**What to produce:**
Would you please copy every line from the records that contains the word "submitted"?

**Supplied entries:**
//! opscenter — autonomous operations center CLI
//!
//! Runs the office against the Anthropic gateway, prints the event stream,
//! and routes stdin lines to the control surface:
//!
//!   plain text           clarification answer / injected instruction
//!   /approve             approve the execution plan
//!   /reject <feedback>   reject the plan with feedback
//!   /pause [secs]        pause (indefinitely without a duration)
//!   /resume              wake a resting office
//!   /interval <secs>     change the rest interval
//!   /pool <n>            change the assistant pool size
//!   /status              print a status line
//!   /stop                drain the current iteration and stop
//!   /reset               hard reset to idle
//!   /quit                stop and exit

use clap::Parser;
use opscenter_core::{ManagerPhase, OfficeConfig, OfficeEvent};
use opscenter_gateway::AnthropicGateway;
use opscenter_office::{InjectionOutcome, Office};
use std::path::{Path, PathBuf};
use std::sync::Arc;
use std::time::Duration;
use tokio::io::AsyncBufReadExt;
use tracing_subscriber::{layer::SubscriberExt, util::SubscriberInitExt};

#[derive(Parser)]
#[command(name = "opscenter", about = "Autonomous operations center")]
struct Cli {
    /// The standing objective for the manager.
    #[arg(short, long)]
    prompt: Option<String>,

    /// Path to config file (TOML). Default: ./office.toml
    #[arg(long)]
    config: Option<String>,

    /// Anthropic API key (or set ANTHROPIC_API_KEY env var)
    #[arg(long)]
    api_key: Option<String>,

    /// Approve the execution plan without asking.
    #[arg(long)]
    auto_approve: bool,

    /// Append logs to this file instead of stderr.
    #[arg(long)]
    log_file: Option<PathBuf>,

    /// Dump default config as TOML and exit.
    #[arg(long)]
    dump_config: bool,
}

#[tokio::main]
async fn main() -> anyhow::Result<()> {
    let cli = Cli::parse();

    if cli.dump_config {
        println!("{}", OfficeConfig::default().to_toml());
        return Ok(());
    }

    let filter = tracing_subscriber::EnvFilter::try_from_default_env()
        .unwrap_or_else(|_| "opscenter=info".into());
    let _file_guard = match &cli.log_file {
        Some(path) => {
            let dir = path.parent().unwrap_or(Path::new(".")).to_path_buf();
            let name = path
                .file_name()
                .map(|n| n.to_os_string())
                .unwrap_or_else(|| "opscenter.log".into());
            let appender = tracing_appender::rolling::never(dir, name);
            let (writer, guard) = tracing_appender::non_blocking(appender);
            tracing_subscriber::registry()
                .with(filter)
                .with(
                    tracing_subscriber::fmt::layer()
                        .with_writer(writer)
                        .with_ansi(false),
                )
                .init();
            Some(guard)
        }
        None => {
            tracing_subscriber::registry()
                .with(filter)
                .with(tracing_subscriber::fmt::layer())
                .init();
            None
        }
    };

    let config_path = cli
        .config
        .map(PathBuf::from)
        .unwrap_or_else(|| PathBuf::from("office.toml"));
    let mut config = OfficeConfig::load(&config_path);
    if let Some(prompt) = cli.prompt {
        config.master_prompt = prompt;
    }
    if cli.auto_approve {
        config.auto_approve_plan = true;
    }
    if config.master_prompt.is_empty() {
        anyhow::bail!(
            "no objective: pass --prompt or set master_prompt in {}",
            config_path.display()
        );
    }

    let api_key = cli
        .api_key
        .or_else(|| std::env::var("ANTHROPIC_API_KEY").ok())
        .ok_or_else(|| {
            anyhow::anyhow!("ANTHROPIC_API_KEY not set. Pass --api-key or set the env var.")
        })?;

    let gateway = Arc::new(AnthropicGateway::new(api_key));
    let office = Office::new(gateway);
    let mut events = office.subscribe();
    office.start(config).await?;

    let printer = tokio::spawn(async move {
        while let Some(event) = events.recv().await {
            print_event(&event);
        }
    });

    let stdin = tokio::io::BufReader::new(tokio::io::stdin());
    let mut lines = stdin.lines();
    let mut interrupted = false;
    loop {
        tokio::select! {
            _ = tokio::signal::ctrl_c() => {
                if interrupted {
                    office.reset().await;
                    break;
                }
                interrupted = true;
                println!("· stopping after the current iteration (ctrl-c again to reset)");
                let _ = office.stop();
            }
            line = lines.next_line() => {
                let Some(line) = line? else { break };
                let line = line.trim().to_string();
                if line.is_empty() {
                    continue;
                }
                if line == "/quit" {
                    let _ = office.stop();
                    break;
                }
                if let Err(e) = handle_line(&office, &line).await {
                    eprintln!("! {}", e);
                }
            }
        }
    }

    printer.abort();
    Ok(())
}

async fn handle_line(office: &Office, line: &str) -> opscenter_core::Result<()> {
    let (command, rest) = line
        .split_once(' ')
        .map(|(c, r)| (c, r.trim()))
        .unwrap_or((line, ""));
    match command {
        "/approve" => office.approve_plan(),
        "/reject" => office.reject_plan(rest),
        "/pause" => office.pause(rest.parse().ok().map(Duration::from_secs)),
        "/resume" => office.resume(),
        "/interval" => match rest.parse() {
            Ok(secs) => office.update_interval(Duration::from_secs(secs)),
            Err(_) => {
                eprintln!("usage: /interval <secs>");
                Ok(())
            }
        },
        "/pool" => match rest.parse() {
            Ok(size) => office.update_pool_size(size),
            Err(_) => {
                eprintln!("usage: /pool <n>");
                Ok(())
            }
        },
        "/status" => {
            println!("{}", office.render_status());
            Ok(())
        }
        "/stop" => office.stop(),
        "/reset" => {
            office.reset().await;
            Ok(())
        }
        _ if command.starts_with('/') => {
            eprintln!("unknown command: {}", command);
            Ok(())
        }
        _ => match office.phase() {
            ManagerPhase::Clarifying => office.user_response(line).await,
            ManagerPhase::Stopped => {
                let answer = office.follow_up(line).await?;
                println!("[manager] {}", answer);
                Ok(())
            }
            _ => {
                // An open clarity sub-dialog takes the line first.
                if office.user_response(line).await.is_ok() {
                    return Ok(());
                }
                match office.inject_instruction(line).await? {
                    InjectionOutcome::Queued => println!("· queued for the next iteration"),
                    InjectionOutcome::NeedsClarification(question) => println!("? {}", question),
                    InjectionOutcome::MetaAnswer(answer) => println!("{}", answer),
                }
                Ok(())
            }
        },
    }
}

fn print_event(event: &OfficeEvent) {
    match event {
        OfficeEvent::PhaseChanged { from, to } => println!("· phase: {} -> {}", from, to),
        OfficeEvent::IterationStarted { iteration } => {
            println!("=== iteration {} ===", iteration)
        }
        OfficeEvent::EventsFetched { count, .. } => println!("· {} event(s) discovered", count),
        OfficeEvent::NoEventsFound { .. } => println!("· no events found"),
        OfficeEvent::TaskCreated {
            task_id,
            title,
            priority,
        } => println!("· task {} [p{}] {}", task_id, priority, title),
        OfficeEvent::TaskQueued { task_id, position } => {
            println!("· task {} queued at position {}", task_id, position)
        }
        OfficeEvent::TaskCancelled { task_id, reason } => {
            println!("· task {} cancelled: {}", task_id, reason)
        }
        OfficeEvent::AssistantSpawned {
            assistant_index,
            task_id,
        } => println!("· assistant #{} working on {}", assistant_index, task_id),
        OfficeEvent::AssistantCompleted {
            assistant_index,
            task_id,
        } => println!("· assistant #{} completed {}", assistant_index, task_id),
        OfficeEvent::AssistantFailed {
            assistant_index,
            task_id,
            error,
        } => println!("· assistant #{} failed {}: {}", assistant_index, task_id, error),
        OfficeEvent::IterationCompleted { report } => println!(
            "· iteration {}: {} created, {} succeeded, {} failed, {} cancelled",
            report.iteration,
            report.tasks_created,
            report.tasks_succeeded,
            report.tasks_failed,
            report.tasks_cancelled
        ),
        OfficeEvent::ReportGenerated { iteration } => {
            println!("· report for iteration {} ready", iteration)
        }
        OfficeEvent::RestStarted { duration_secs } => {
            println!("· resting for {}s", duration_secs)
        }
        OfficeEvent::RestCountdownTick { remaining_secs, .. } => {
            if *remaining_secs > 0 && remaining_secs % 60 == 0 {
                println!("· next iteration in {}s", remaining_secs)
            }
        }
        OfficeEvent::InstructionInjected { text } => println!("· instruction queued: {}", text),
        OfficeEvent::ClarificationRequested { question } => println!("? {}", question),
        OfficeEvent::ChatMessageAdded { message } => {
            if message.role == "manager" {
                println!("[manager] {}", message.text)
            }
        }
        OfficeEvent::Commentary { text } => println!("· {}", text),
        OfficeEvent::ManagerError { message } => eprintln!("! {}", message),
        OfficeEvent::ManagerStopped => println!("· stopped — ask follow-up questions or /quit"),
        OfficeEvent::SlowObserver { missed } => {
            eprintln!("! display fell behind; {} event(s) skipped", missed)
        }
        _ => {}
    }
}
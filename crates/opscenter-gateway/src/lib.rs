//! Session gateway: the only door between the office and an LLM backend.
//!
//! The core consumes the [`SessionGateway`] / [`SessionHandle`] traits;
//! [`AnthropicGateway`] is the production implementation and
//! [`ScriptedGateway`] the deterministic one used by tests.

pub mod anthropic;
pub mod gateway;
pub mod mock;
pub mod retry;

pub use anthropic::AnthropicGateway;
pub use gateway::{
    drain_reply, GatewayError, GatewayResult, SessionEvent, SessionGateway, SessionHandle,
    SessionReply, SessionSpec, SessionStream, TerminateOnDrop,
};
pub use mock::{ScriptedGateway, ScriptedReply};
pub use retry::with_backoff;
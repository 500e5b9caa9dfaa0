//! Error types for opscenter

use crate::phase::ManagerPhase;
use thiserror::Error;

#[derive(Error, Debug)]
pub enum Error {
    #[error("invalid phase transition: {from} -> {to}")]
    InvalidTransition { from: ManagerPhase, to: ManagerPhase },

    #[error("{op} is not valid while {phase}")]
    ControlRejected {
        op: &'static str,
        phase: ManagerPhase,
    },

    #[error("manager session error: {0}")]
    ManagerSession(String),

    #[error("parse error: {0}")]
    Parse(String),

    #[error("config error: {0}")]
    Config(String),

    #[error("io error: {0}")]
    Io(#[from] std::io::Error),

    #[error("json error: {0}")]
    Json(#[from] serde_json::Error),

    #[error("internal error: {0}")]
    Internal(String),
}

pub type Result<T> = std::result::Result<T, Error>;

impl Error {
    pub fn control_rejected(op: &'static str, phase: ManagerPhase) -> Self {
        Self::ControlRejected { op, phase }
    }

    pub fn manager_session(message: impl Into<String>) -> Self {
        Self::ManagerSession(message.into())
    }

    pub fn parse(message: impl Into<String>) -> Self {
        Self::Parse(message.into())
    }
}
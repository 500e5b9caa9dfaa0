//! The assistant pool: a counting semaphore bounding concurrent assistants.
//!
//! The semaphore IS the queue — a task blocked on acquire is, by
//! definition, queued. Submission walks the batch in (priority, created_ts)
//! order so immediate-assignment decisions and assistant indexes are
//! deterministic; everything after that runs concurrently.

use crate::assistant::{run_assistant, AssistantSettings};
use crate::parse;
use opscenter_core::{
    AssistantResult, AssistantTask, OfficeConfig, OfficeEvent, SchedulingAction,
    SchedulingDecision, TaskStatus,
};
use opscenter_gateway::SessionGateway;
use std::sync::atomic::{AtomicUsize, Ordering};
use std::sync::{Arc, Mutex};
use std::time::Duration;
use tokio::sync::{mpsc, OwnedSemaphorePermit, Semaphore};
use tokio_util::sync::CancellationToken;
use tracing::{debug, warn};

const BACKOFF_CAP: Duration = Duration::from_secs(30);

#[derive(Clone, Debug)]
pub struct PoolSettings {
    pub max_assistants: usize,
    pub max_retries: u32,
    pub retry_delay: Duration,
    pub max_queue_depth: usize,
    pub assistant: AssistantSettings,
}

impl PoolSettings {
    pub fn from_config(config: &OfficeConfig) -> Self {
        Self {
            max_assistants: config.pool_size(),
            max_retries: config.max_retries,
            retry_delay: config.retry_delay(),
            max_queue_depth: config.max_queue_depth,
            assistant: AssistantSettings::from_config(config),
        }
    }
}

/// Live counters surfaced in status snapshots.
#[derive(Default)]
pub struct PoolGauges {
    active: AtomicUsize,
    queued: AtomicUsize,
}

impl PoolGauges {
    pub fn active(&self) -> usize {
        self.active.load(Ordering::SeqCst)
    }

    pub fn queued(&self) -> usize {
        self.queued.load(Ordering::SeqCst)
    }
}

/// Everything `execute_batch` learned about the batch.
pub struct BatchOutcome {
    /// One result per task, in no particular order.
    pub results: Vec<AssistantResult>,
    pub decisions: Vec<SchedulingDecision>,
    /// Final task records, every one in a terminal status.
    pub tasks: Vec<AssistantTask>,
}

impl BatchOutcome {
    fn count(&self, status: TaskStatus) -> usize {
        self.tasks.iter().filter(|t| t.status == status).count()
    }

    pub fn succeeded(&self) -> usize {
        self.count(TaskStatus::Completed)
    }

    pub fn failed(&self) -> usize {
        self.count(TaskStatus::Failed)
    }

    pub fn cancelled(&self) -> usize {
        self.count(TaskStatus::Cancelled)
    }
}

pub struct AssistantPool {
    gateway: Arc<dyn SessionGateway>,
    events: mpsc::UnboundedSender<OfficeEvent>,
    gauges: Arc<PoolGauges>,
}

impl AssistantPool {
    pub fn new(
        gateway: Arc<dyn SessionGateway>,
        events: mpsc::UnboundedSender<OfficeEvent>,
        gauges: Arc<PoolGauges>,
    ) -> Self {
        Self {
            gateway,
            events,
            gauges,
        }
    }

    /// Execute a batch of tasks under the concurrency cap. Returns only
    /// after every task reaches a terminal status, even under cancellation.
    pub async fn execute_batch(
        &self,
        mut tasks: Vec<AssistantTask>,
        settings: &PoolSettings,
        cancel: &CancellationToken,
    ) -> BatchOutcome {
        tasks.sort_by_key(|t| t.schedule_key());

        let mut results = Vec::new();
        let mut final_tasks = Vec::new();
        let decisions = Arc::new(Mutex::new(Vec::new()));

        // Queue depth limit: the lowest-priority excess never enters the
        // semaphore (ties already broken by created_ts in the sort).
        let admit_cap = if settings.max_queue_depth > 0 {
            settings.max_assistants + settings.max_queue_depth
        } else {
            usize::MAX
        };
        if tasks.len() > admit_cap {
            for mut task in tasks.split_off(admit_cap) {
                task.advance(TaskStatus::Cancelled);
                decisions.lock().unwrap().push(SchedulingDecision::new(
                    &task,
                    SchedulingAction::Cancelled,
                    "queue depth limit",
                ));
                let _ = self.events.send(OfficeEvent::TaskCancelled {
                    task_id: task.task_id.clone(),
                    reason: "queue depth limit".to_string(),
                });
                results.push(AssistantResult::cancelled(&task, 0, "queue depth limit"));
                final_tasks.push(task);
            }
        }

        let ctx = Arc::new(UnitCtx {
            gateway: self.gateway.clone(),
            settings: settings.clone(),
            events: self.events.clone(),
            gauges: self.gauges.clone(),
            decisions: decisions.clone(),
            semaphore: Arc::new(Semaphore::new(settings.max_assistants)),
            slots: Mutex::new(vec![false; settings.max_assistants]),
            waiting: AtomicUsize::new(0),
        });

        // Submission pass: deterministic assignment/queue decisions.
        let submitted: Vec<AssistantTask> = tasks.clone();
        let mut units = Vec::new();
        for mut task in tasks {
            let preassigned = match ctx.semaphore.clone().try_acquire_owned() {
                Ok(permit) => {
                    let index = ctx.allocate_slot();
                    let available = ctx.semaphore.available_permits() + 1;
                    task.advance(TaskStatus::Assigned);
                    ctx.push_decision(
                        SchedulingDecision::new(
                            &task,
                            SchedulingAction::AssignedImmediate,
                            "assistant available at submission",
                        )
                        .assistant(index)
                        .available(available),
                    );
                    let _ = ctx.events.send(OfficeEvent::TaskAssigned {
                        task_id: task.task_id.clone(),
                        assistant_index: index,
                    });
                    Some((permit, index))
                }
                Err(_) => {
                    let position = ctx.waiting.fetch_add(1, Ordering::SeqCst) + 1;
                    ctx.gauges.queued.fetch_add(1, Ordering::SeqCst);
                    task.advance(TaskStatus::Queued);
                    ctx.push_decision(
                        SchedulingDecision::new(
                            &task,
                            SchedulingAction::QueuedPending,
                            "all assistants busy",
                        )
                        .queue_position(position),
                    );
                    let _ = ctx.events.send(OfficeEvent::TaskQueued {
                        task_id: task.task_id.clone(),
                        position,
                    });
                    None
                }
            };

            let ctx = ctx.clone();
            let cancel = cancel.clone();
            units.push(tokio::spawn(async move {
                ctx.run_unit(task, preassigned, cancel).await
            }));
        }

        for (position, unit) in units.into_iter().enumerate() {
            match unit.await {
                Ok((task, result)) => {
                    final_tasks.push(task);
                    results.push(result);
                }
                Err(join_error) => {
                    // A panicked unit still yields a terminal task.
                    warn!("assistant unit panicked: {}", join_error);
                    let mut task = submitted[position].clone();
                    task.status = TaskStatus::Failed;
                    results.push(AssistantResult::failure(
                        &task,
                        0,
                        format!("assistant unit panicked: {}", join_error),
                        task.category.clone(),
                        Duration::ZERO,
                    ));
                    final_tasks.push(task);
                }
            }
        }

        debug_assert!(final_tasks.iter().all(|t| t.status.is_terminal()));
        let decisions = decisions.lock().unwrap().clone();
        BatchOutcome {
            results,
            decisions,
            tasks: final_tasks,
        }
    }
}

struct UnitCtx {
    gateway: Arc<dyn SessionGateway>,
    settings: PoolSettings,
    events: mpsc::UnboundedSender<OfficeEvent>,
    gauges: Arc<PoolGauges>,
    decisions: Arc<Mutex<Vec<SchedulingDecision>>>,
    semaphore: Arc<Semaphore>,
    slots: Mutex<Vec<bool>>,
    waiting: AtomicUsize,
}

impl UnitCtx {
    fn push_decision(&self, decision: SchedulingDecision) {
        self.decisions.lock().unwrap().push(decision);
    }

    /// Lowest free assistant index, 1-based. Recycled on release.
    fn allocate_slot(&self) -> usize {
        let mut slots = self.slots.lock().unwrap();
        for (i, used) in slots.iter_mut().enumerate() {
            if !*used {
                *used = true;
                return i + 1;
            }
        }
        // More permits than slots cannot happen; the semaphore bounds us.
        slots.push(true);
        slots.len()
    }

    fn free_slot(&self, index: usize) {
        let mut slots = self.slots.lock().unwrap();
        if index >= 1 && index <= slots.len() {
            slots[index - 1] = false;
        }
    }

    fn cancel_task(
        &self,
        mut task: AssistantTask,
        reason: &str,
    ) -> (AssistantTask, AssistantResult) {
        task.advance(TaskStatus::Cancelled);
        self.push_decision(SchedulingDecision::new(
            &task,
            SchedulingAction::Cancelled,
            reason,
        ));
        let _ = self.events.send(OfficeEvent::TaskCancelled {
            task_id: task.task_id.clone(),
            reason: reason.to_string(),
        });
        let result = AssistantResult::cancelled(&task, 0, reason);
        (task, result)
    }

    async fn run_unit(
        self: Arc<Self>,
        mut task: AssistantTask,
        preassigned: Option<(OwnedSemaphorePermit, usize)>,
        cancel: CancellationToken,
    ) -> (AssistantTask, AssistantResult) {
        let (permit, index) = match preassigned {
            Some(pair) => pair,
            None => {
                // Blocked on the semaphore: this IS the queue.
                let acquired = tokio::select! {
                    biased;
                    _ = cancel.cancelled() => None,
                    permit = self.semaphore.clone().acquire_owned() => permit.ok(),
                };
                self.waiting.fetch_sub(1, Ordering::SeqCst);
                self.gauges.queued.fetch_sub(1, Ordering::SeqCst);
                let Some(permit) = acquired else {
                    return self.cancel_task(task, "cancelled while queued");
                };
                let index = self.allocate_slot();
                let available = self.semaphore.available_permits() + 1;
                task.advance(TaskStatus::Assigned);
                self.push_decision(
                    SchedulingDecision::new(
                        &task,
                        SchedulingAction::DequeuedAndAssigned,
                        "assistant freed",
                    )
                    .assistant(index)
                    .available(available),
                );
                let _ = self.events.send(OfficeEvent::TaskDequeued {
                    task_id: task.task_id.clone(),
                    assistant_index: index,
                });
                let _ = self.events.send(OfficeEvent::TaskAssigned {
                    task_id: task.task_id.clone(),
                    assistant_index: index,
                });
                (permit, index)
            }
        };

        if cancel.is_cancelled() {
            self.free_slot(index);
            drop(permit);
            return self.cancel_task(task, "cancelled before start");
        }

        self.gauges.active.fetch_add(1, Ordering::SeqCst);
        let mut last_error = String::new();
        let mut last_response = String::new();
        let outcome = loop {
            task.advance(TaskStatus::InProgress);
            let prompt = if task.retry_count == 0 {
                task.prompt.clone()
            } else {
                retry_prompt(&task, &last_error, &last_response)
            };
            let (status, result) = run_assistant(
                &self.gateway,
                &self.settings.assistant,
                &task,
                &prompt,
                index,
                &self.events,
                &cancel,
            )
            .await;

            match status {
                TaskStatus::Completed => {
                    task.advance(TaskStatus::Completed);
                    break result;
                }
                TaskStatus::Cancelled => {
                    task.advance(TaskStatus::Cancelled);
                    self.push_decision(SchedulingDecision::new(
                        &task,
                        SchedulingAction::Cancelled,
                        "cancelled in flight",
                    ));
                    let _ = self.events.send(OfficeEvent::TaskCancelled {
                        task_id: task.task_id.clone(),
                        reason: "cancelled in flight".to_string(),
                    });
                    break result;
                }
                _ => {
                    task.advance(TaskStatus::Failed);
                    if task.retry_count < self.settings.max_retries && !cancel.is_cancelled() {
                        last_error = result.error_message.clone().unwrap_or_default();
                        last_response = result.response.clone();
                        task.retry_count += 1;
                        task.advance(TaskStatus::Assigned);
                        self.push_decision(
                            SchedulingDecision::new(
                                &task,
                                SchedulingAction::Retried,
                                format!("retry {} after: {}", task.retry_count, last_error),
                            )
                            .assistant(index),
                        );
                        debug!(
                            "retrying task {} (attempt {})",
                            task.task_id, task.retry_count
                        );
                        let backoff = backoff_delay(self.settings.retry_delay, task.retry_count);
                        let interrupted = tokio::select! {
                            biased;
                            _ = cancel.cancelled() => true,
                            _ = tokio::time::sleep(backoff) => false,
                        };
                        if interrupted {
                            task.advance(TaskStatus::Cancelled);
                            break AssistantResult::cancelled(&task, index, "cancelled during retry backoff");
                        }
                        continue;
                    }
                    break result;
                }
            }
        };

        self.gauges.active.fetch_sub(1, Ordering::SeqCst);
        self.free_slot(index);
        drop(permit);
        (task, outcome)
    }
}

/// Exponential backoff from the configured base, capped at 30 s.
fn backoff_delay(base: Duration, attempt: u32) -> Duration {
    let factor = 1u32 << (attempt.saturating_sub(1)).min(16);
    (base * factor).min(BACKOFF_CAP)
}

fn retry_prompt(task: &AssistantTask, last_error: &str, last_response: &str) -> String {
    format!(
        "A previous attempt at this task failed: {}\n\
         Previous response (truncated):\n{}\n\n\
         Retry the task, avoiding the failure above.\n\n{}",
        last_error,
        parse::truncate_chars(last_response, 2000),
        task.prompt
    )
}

**Result for this exercise:**
        let submitted: Vec<AssistantTask> = tasks.clone();
                    let mut task = submitted[position].clone();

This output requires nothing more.